Nick_A wrote: Sun Jan 05, 2020 4:24 am Uwot
I am open to absolutely anything that isn't flatly refuted by experimental facts.
You must then be open to the division of universal structure described by Plato.
I take it you mean only the epistemic structure illustrated by the Analogy of the Divided Line, rather than the structure of the universe he describes in the Timeaus, which open as I am, is complete bollocks. But yeah, with a bit of license I can go along with the divided line. I am also open to the possibility that it is not the case; that is what being open entails.
Nick_A wrote: Sun Jan 05, 2020 4:24 amYou must be open to the visible level below the sun which science can measure and the intelligible level above the divided line available to us by noesis even though we cannot necessarily prove it by science.
Science isn't committed to proof, if anything that's logic and mathematics. Instead, science is in effect a bunch of tools that work for a particular application, or they don't. The reason being that science cannot prove that any particular tool will work in every future instance that it is applied to. That's just basic underdetermination. That we cannot prove the things we can see makes it very difficult to accept that we can prove things we can't see, Plato's Form of the Good being the case in point. Those who claim to apprehend The Good may be correct, but it's a philosophically vacuous claim if it cannot be communicated and I'm sure someone better versed in neuroscience could offer descriptions of The Good as simply a particular brain state that has no existence outside of the head. Being open, I'm open to all possibilities, but the advantage that neuroscience has is that they can map and demonstrate those brain states, whereas believers in The Good can only point to their emotional responses.

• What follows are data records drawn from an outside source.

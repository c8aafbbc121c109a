use std::collections::{BTreeMap, HashMap};
use std::fs;
use std::io;
use std::path::{Path, PathBuf};
use std::sync::{Mutex, PoisonError};

/// Durable key-value storage for user preferences.
pub trait PreferenceStorage: Send + Sync {
    fn get(&self, key: &str) -> Result<Option<String>, StorageError>;
    fn set(&self, key: &str, value: &str) -> Result<(), StorageError>;
}

#[derive(Debug, thiserror::Error)]
pub enum StorageError {
    #[error("preference file {path} could not be accessed: {source}")]
    Io {
        path: PathBuf,
        #[source]
        source: io::Error,
    },
    #[error("preference file {path} is not a JSON object of strings: {source}")]
    Corrupt {
        path: PathBuf,
        #[source]
        source: serde_json::Error,
    },
}

/// Stores preferences as a flat JSON object in a single file.
///
/// Writes go to a sibling temporary file that is renamed over the original,
/// so a reader never sees a partially written file.
#[derive(Debug)]
pub struct FileStorage {
    path: PathBuf,
    write_lock: Mutex<()>,
}

impl FileStorage {
    pub fn new(path: impl Into<PathBuf>) -> Self {
        Self {
            path: path.into(),
            write_lock: Mutex::new(()),
        }
    }

    pub fn path(&self) -> &Path {
        &self.path
    }

    fn read_all(&self) -> Result<BTreeMap<String, String>, StorageError> {
        let raw = match fs::read(&self.path) {
            Ok(raw) => raw,
            Err(err) if err.kind() == io::ErrorKind::NotFound => return Ok(BTreeMap::new()),
            Err(source) => return Err(self.io_error(source)),
        };

        serde_json::from_slice(&raw).map_err(|source| StorageError::Corrupt {
            path: self.path.clone(),
            source,
        })
    }

    fn io_error(&self, source: io::Error) -> StorageError {
        StorageError::Io {
            path: self.path.clone(),
            source,
        }
    }
}

impl PreferenceStorage for FileStorage {
    fn get(&self, key: &str) -> Result<Option<String>, StorageError> {
        Ok(self.read_all()?.remove(key))
    }

    fn set(&self, key: &str, value: &str) -> Result<(), StorageError> {
        let _guard = self.write_lock.lock().unwrap_or_else(PoisonError::into_inner);

        // a corrupt file is replaced rather than blocking every toggle
        let mut values = match self.read_all() {
            Ok(values) => values,
            Err(StorageError::Corrupt { .. }) => BTreeMap::new(),
            Err(err) => return Err(err),
        };
        values.insert(key.to_string(), value.to_string());

        if let Some(parent) = self.path.parent().filter(|p| !p.as_os_str().is_empty()) {
            fs::create_dir_all(parent).map_err(|source| self.io_error(source))?;
        }

        let encoded = serde_json::to_vec_pretty(&values).map_err(|source| StorageError::Corrupt {
            path: self.path.clone(),
            source,
        })?;
        let staging = self.path.with_extension("json.tmp");
        fs::write(&staging, encoded).map_err(|source| self.io_error(source))?;
        fs::rename(&staging, &self.path).map_err(|source| self.io_error(source))
    }
}

/// Process-local storage, used by tests and throwaway sessions.
#[derive(Debug, Default)]
pub struct MemoryStorage {
    values: Mutex<HashMap<String, String>>,
}

impl MemoryStorage {
    pub fn with_value(key: &str, value: &str) -> Self {
        let storage = Self::default();
        storage
            .values
            .lock()
            .unwrap_or_else(PoisonError::into_inner)
            .insert(key.to_string(), value.to_string());
        storage
    }
}

impl PreferenceStorage for MemoryStorage {
    fn get(&self, key: &str) -> Result<Option<String>, StorageError> {
        let values = self.values.lock().unwrap_or_else(PoisonError::into_inner);
        Ok(values.get(key).cloned())
    }

    fn set(&self, key: &str, value: &str) -> Result<(), StorageError> {
        let mut values = self.values.lock().unwrap_or_else(PoisonError::into_inner);
        values.insert(key.to_string(), value.to_string());
        Ok(())
    }
}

Nick_A wrote: Sun Jan 05, 2020 4:24 amWe have seen that an impartial attitude is necessary for a worthwhile discussion. Unfortunately it is usually lacking.
Here I think there is potential for agreement. Do you believe your attitude to your opinions is impartial?
Nick_A wrote: Sun Jan 05, 2020 4:24 amI am just a student of perennial ideas the essence of which was always known.
Interesting ideas, but they have been thought and sometimes believed rather than known.
Nick_A wrote: Sun Jan 05, 2020 4:24 amProofs for the objective values of our inner life cannot be proven.
Why then should anyone accept your characterisation of any such value as "objective"?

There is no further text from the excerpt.